Possible causes of this new syndrome include autoimmune reactions, lingering reservoirs of virus, and functional neurological disorders. Several new reports provide some insights.
One study found that very few long-haulers were hospitalized and about 30% had no or very mild symptoms. Most were middle-aged and not elderly. Over 40% had depression or anxiety before being diagnosed with COVID-19.
Another study was of 100 people who sought care at a specialized COVID-19 clinic. They believed that their neurological symptoms were the result of a previous infection. Unexpectedly, 50 had tested negative. Most common symptoms were fatigue, “brain fog,” headache, numbness, abnormal taste or smell, and muscle aches. Perhaps unsurprisingly, only loss of sense of smell was more common in those who tested positive. Two-thirds recovered by 6 months but a third had not at 9 months.
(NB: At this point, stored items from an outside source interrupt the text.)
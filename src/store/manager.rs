// SPDX-FileCopyrightText: 2026 Bruno Meilick
// SPDX-License-Identifier: LicenseRef-Threadmark-FreeUse-NoCopy-NoDerivatives
//
// All rights reserved.
//
// This file is part of Threadmark and is proprietary software.
// Unauthorized copying, modification, or distribution is prohibited.

use std::collections::{BTreeSet, HashMap};
use std::future::Future;
use std::sync::atomic::{AtomicBool, Ordering};
use std::sync::{Arc, RwLock, RwLockReadGuard, RwLockWriteGuard};
use std::time::Instant;

use chrono::Utc;
use tokio::runtime::Handle;
use tokio::sync::{broadcast, oneshot};
use url::Url;

use super::collaborators::{
    AppVisibility, ArchiveClassifier, CurrentThreadSource, SiteRegistry, StaticArchiveClassifier,
    StaticSiteRegistry,
};
use super::BookmarkRepository;
use crate::config::StoreConfig;
use crate::error::{ReadinessError, TaskError};
use crate::exec::{DebouncedExecutor, ReadinessGate, SerializedExecutor};
use crate::model::{BookmarkChange, BookmarkRecord, NewBookmark, ThreadIdentity};

const TAG: &str = "BookmarkStore";

/// How a snapshot write is scheduled.
#[derive(Debug, Clone, Copy, PartialEq, Eq)]
pub enum PersistMode {
    /// Runs right away on its own background task, outside the write queue.
    Eager,
    /// Queued on the serialized persistence executor.
    Deferred,
}

/// No current thread; used when the application does not track one.
#[derive(Debug, Default)]
struct NoCurrentThread;

impl CurrentThreadSource for NoCurrentThread {
    fn current_thread(&self) -> Option<ThreadIdentity> {
        None
    }
}

pub struct BookmarkStoreBuilder {
    repository: Arc<dyn BookmarkRepository>,
    config: StoreConfig,
    archives: Arc<dyn ArchiveClassifier>,
    current_thread: Arc<dyn CurrentThreadSource>,
    sites: Arc<dyn SiteRegistry>,
    runtime: Option<Handle>,
}

impl BookmarkStoreBuilder {
    pub fn with_config(mut self, config: StoreConfig) -> Self {
        self.config = config;
        self
    }

    pub fn with_archive_classifier(mut self, archives: Arc<dyn ArchiveClassifier>) -> Self {
        self.archives = archives;
        self
    }

    pub fn with_current_thread(mut self, current_thread: Arc<dyn CurrentThreadSource>) -> Self {
        self.current_thread = current_thread;
        self
    }

    pub fn with_site_registry(mut self, sites: Arc<dyn SiteRegistry>) -> Self {
        self.sites = sites;
        self
    }

    pub fn with_runtime(mut self, runtime: Handle) -> Self {
        self.runtime = Some(runtime);
        self
    }

    /// Panics on an invalid config, and when called outside a tokio runtime without a runtime
    /// handle.
    pub fn build(self) -> BookmarkStore {
        let config = self.config;
        if let Err(error) = config.validate() {
            panic!("{TAG}: {error}");
        }
        let runtime = self.runtime.unwrap_or_else(Handle::current);
        let (change_tx, _) = broadcast::channel(config.change_buffer_capacity);
        let (fetch_tx, _) = broadcast::channel(config.fetch_buffer_capacity);

        let inner = StoreInner {
            bookmarks: RwLock::new(HashMap::with_capacity(config.initial_capacity)),
            gate: ReadinessGate::new(TAG),
            initialize_started: AtomicBool::new(false),
            persist_executor: SerializedExecutor::new("bookmarks-persist", &runtime),
            debounced_executor: DebouncedExecutor::new("bookmarks-debounce", &runtime),
            change_tx,
            fetch_tx,
            repository: self.repository,
            archives: self.archives,
            current_thread: self.current_thread,
            sites: self.sites,
            runtime,
            config,
        };

        BookmarkStore { inner: Arc::new(inner) }
    }
}

struct StoreInner {
    config: StoreConfig,
    runtime: Handle,
    bookmarks: RwLock<HashMap<ThreadIdentity, BookmarkRecord>>,
    gate: ReadinessGate,
    initialize_started: AtomicBool,
    persist_executor: SerializedExecutor,
    debounced_executor: DebouncedExecutor<ThreadIdentity>,
    change_tx: broadcast::Sender<BookmarkChange>,
    fetch_tx: broadcast::Sender<ThreadIdentity>,
    repository: Arc<dyn BookmarkRepository>,
    archives: Arc<dyn ArchiveClassifier>,
    current_thread: Arc<dyn CurrentThreadSource>,
    sites: Arc<dyn SiteRegistry>,
}

impl StoreInner {
    fn read(&self) -> RwLockReadGuard<'_, HashMap<ThreadIdentity, BookmarkRecord>> {
        self.bookmarks.read().expect("bookmarks lock poisoned")
    }

    fn write(&self) -> RwLockWriteGuard<'_, HashMap<ThreadIdentity, BookmarkRecord>> {
        self.bookmarks.write().expect("bookmarks lock poisoned")
    }

    fn check_ready(&self, operation: &str) {
        assert!(
            self.gate.is_ready(),
            "{TAG} is not ready yet, await_until_initialized() must complete before {operation}()"
        );
    }

    /// Active bookmarks are watched and not hosted on an archive site.
    fn is_active_bookmark(&self, record: &BookmarkRecord) -> bool {
        record.is_active() && !self.is_archive_bookmark(record)
    }

    fn is_archive_bookmark(&self, record: &BookmarkRecord) -> bool {
        self.archives.is_archive_site(record.thread_identity().site())
    }

    fn snapshot(&self) -> Vec<BookmarkRecord> {
        let mut records = self.read().values().cloned().collect::<Vec<_>>();
        records.sort_by(|a, b| a.thread_identity().cmp(b.thread_identity()));
        records
    }

    fn emit(&self, change: BookmarkChange) {
        if self.config.verbose_logs {
            log::debug!(
                "{TAG}: emitting {change:?} to {} subscribers",
                self.change_tx.receiver_count()
            );
        }
        // No subscribers is not an error.
        let _ = self.change_tx.send(change);
    }

    async fn persist_internal(&self) {
        let records = self.snapshot();
        let count = records.len();

        match self.repository.save_all(records).await {
            Ok(()) => {
                if self.config.verbose_logs {
                    log::debug!("{TAG}: persisted {count} bookmarks");
                }
            }
            Err(error) => log::error!("{TAG}: failed to persist bookmarks: {error}"),
        }
    }

    /// Queues a snapshot write followed by `change`. The receiver resolves once both are done.
    fn persist_then_emit(
        self: &Arc<Self>,
        change: Option<BookmarkChange>,
    ) -> oneshot::Receiver<()> {
        let inner = self.clone();
        self.persist_executor.post_with_result(async move {
            inner.persist_internal().await;
            if let Some(change) = change {
                inner.emit(change);
            }
        })
    }

    fn persist(self: &Arc<Self>, mode: PersistMode) {
        match mode {
            PersistMode::Eager => {
                let inner = self.clone();
                self.runtime.spawn(async move {
                    log::debug!("{TAG}: eager persist started");
                    inner.persist_internal().await;
                    log::debug!("{TAG}: eager persist finished");
                });
            }
            PersistMode::Deferred => {
                let _ = self.persist_then_emit(None);
            }
        }
    }

    fn bookmarks_changed(self: &Arc<Self>, change: BookmarkChange) {
        let _ = self.persist_then_emit(Some(change));
    }

    fn create_internal(&self, new_bookmarks: Vec<NewBookmark>) -> BTreeSet<ThreadIdentity> {
        let mut actually_created = BTreeSet::new();
        if new_bookmarks.is_empty() {
            return actually_created;
        }

        let now = Utc::now();
        let mut bookmarks = self.write();
        for new_bookmark in new_bookmarks {
            if bookmarks.contains_key(&new_bookmark.thread_identity) {
                continue;
            }

            let record = new_bookmark.into_record(now);
            actually_created.insert(record.thread_identity().clone());
            bookmarks.insert(record.thread_identity().clone(), record);
        }

        actually_created
    }
}

/// Lock-protected registry of thread bookmarks.
///
/// Mutations take the exclusive lock only for the in-memory change, then queue a full snapshot
/// write; the matching [`BookmarkChange`] is broadcast after that write finished. Queries take the
/// shared lock and hand the mapper a `&BookmarkRecord` that cannot outlive the call.
///
/// Every operation except [`BookmarkStore::initialize`], [`BookmarkStore::is_ready`],
/// [`BookmarkStore::await_until_initialized`] and the subscription methods panics when called
/// before the initial load succeeded.
#[derive(Clone)]
pub struct BookmarkStore {
    inner: Arc<StoreInner>,
}
// SPDX-FileCopyrightText: 2026 Bruno Meilick
// SPDX-License-Identifier: LicenseRef-Threadmark-FreeUse-NoCopy-NoDerivatives
//
// All rights reserved.
//
// This file is part of Threadmark and is proprietary software.
// Unauthorized copying, modification, or distribution is prohibited.

use std::collections::HashMap;
use std::future::Future;
use std::hash::Hash;
use std::sync::{Arc, Mutex};
use std::time::Duration;

use tokio::runtime::Handle;
use tokio::task::JoinHandle;

use crate::error::TaskError;

#[derive(Debug)]
struct PendingTask {
    generation: u64,
    handle: JoinHandle<()>,
}

#[derive(Debug)]
struct DebounceState<K> {
    pending: HashMap<K, PendingTask>,
    next_generation: u64,
}

/// Coalesces bursts of tasks per key: only the last task posted for a key runs, `delay` after
/// the last `post`.
///
/// A task can only be superseded while it is still waiting. Once its timer fired it runs to
/// completion.
#[derive(Debug)]
pub struct DebouncedExecutor<K = ()> {
    name: &'static str,
    runtime: Handle,
    state: Arc<Mutex<DebounceState<K>>>,
}

impl<K> DebouncedExecutor<K>
where
    K: Eq + Hash + Clone + Send + 'static,
{
    pub fn new(name: &'static str, runtime: &Handle) -> Self {
        Self {
            name,
            runtime: runtime.clone(),
            state: Arc::new(Mutex::new(DebounceState {
                pending: HashMap::new(),
                next_generation: 0,
            })),
        }
    }

    pub fn post<F>(&self, key: K, delay: Duration, task: F)
    where
        F: Future<Output = Result<(), TaskError>> + Send + 'static,
    {
        let name = self.name;
        let mut state = self.state.lock().expect("debounce lock poisoned");
        let generation = state.next_generation;
        state.next_generation += 1;

        // Spawned while holding the lock, so the timer task always finds its own entry.
        let handle = self.runtime.spawn({
            let shared = self.state.clone();
            let key = key.clone();
            async move {
                tokio::time::sleep(delay).await;

                {
                    let mut state = shared.lock().expect("debounce lock poisoned");
                    match state.pending.get(&key) {
                        Some(pending) if pending.generation == generation => {
                            state.pending.remove(&key);
                        }
                        _ => return,
                    }
                }

                if let Err(error) = task.await {
                    log::error!("{name}: debounced task failed: {error}");
                }
            }
        });

        if let Some(superseded) = state.pending.insert(key, PendingTask { generation, handle }) {
            superseded.handle.abort();
        }
    }

    /// Number of keys with a task still waiting for its timer.
    pub fn pending_count(&self) -> usize {
        self.state.lock().expect("debounce lock poisoned").pending.len()
    }
}
// SPDX-FileCopyrightText: 2026 Bruno Meilick
// SPDX-License-Identifier: LicenseRef-Threadmark-FreeUse-NoCopy-NoDerivatives
//
// All rights reserved.
//
// This file is part of Threadmark and is proprietary software.
// Unauthorized copying, modification, or distribution is prohibited.

#![allow(dead_code)]

// Shared deterministic benchmark fixtures (no RNG).

use std::path::{Path, PathBuf};
use std::sync::atomic::{AtomicU64, Ordering};
use std::time::{SystemTime, UNIX_EPOCH};

use chrono::{TimeZone, Utc};
use threadmark::model::{BookmarkFlags, BookmarkRecord, BookmarkReply, ThreadIdentity};

pub const SITES: [&str; 3] = ["4chan", "lainchan", "archive"];
pub const ARCHIVE_SITE: &str = "archive";
const BOARDS: [&str; 4] = ["g", "a", "tv", "diy"];

static TEMP_COUNTER: AtomicU64 = AtomicU64::new(0);

pub struct TempDir {
    path: PathBuf,
}

impl TempDir {
    pub fn new(prefix: &str) -> Self {
        let pid = std::process::id();
        let nanos = SystemTime::now().duration_since(UNIX_EPOCH).unwrap_or_default().as_nanos();
        let counter = TEMP_COUNTER.fetch_add(1, Ordering::Relaxed);

        let mut path = std::env::temp_dir();
        path.push(format!("threadmark_bench_{prefix}_{pid}_{nanos}_{counter}"));
        std::fs::create_dir_all(&path).expect("create temp dir");

        Self { path }
    }

    pub fn path(&self) -> &Path {
        &self.path
    }
}

impl Drop for TempDir {
    fn drop(&mut self) {
        let _ = std::fs::remove_dir_all(&self.path);
    }
}

#[derive(Debug, Clone, Copy)]
pub enum Case {
    Small,
    Medium,
    Large,
}

impl Case {
    pub fn id(self) -> &'static str {
        match self {
            Case::Small => "small",
            Case::Medium => "medium",
            Case::Large => "large",
        }
    }

    pub fn bookmark_count(self) -> u64 {
        match self {
            Case::Small => 50,
            Case::Medium => 500,
            Case::Large => 5_000,
        }
    }
}

pub fn thread(index: u64) -> ThreadIdentity {
    let site = SITES[(index % SITES.len() as u64) as usize];
    let board = BOARDS[(index % BOARDS.len() as u64) as usize];
    ThreadIdentity::create(site, board, 10_000 + index).expect("thread identity")
}

/// Every 7th bookmark is unwatched; replies and post counts vary with the index.
pub fn records(case: Case) -> Vec<BookmarkRecord> {
    let created_on = Utc.with_ymd_and_hms(2026, 1, 1, 0, 0, 0).unwrap();

    (0..case.bookmark_count())
        .map(|index| {
            let flags = if index % 7 == 0 { BookmarkFlags::empty() } else { BookmarkFlags::WATCHING };
            let mut record = BookmarkRecord::create(thread(index), created_on, Some(flags));
            record.set_title(Some(format!("bench thread {index}")));

            let total = (index % 300) as u32 + 1;
            record.update_thread_info(total, 20_000 + index);
            record.update_seen_posts_count(total / 2);
            for reply in 0..index % 5 {
                record.add_reply(BookmarkReply::new(20_000 + index - reply, 10_000 + index));
            }
            record
        })
        .collect()
}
In other reports, some long-haulers seem to recover after being vaccinated, suggesting that the vaccine finally eliminated the lingering virus, a mechanism that is possible though unproven.
Finally, some have “non-anatomical” neurological findings, pointing to a “functional neurological disorder” (FND). But do not assume that FNDs are “psychosomatic.” They are genuine, unconsciously generated, and have their own biological underpinnings.
The takeaway message? If you hear hoofbeats, look for depression. In treating these patients, validate their concerns and be empathetic and reassuring.
Adapted from Neurology Today, May 6, 2021.